■ **Work instruction**:
Each line below that contains "FAILURE" should be counted; give the total alone.

■ **Supplied material**:
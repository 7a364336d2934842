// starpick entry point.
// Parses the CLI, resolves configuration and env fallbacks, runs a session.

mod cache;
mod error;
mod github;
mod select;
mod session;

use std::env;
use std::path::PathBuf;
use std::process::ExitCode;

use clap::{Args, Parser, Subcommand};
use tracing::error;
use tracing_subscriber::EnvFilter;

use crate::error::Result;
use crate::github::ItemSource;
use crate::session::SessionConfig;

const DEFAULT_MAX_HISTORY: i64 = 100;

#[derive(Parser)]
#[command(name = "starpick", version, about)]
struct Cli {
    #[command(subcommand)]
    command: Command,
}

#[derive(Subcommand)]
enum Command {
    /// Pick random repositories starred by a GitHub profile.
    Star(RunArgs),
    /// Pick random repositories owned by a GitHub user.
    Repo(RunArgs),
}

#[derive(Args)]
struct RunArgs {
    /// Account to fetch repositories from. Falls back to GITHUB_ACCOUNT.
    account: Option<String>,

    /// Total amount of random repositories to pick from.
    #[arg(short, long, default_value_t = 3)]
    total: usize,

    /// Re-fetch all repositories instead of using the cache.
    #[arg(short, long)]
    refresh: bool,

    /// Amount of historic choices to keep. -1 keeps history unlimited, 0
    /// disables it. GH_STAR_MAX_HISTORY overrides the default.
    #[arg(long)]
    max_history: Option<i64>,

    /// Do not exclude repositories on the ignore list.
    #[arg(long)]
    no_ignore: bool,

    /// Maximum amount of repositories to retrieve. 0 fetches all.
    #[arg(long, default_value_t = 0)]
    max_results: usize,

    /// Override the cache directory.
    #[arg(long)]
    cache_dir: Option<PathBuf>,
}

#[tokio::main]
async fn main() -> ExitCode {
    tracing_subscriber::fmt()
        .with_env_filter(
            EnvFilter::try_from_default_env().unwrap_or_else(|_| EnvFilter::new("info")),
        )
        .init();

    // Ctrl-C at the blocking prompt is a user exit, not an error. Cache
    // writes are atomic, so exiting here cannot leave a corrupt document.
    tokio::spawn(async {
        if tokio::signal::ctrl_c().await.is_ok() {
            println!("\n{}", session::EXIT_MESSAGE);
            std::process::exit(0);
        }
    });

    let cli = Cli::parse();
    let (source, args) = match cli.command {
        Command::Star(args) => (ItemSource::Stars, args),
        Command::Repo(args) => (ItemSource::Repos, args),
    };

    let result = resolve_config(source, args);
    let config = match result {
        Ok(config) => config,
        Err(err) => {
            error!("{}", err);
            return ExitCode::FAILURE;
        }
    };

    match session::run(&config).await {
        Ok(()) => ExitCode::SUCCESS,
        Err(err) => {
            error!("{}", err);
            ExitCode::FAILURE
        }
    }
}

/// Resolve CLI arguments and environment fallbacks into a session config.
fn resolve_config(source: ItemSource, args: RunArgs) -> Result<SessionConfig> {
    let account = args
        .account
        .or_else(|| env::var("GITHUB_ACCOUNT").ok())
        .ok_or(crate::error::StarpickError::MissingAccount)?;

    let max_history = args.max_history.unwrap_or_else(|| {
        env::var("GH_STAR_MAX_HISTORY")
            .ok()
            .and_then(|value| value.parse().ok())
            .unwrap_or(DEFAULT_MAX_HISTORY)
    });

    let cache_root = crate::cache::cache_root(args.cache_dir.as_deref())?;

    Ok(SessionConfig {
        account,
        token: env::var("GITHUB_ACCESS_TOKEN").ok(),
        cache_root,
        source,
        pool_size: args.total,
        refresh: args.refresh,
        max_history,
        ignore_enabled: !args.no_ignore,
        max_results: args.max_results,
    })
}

...

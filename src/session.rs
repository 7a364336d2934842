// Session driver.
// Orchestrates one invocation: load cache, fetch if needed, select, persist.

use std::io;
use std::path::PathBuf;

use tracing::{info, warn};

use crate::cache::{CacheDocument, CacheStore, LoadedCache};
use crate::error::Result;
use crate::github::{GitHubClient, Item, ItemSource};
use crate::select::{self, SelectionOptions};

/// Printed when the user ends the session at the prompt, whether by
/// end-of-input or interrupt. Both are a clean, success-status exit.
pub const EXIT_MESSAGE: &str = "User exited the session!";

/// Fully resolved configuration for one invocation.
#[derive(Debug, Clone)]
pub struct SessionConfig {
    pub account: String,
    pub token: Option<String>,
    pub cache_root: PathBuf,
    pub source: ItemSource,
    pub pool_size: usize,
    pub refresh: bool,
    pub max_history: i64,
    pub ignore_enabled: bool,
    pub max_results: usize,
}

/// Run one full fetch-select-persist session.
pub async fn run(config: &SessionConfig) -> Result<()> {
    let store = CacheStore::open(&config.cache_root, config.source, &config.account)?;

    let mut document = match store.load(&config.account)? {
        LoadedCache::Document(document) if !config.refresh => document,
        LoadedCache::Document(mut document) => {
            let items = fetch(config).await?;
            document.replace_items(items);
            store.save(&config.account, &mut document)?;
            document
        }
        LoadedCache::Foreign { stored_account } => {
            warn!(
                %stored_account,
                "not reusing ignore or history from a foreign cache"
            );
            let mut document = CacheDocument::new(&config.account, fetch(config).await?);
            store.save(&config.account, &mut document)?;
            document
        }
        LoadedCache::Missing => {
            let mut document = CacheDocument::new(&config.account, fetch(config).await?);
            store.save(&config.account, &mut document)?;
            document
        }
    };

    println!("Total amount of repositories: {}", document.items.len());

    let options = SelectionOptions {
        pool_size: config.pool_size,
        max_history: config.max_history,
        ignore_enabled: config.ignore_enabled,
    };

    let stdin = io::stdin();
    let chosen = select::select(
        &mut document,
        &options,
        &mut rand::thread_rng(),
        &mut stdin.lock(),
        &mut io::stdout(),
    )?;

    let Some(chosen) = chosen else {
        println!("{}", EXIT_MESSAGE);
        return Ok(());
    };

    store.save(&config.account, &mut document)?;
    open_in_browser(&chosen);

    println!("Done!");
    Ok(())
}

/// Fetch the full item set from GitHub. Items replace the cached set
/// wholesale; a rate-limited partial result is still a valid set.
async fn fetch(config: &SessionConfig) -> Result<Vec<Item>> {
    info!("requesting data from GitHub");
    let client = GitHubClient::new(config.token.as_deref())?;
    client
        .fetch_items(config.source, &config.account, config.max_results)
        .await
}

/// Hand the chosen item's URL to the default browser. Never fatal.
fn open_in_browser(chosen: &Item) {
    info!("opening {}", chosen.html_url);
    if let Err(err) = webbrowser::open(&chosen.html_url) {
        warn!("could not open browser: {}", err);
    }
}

■ **Problem solution**:
2